Hockey fans the world over have grown increasingly tiresome of players diving and embellishing in order to draw a penalty. Television pundits continue to complain about it, players complain about the other team (but never their own guys) and it is seemingly a problem that needs to be addressed.
We don’t want hockey to become like soccer, right? You know, when a player falls to the grass and rolls around on the pitch, seemingly in agony, only to pop right up and continue as nothing happened.
While the NHL has yet to see things that bad there have been plenty of examples of players ‘struggling’ with gravity. These struggles seem to grow late in games and in the playoffs.
What can be done about it?
According to Dan Rosen of NHL.com, the players have an idea.
That’s right, a group of NHL players met with the league this week to look at rules enforcement and have the idea to create a list of embellishers that is to be posted in every arena and delivered to on-ice officials. This list could be named the ‘Ryan Kesler Files’, or perhaps ‘Marchand and Friends’, depending on which way your loyalties lean.
Don’t we already know who the biggest culprits are? Aren’t there guys on each and every team who dive?
There are, and they have already been publicly ripped in the media and by fans. Do you really think someone like Brad Marchand will care that people have put him on the list. A player like Marchand lives to get under your skin, being on a list will not faze him in any way. In fact, it may encourage him.
Rosen’s article states that NHL Vice President Colin Campbell feels that the players, and it would seem the league, don’t have any interest in using supplementary discipline on these players. Embarrassment should suffice.
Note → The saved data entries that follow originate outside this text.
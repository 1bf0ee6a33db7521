//! Wrapper identity cache: native pointer -> weak wrapper
//!
//! The cache never keeps a wrapper (or its native object) alive. Entries
//! are removed when the wrapper drops; an entry whose wrapper is already
//! gone counts as a miss.

use super::handle::ObjectInner;
use std::cell::RefCell;
use std::collections::HashMap;
use std::rc::{Rc, Weak};

thread_local! {
    static IDENTITY: RefCell<HashMap<usize, Weak<ObjectInner>>> = RefCell::new(HashMap::new());
}

pub(crate) fn lookup(address: usize) -> Option<Rc<ObjectInner>> {
    IDENTITY.with(|cache| cache.borrow().get(&address).and_then(Weak::upgrade))
}

pub(crate) fn insert(inner: &Rc<ObjectInner>) {
    IDENTITY.with(|cache| {
        cache
            .borrow_mut()
            .insert(inner.address, Rc::downgrade(inner));
    });
}

/// Drop the entry for `address` if it still belongs to `owner`
pub(crate) fn forget(address: usize, owner: *const ObjectInner) {
    // A wrapper may drop during thread teardown or while the map is busy
    let _ = IDENTITY.try_with(|cache| {
        if let Ok(mut map) = cache.try_borrow_mut() {
            if map
                .get(&address)
                .is_some_and(|weak| std::ptr::eq(weak.as_ptr(), owner))
            {
                map.remove(&address);
            }
        }
    });
}

/// Wrappers currently alive
pub fn live_wrappers() -> usize {
    IDENTITY.with(|cache| {
        cache
            .borrow()
            .values()
            .filter(|weak| weak.strong_count() > 0)
            .count()
    })
}

pub(crate) fn clear() {
    let drained: Vec<_> = IDENTITY.with(|cache| cache.borrow_mut().drain().collect());
    drop(drained);
}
The league has rules that say diving is not allowed and even has language that suspensions could be in order for repeat offenders. Why aren’t they enforced?
These are the rules that need to be enforced if the league wants players to take it seriously, not some silly list of guys who won’t be getting presents from Santa.
One problem is that when a referee calls diving, he also evens up the call by calling the hook, or holding, or whatever call the diver was trying to get. This is where the league needs to be focusing. If a guy obviously goes down without being tripped, call the one penalty, call the dive.
From there create your list. Establish a threshold of how many dives is too many and suspend the player for a game when he crosses it. That will do much more to curb the problem than naming a name will do.
Diving will continue to be a tricky problem to tackle for the NHL. Part of the problem is that every team dives and yet every team will deny they do. The players should not have to police diving with a list of the naughty. The league already has rules in place to address diving. It’s time they enforced those rules.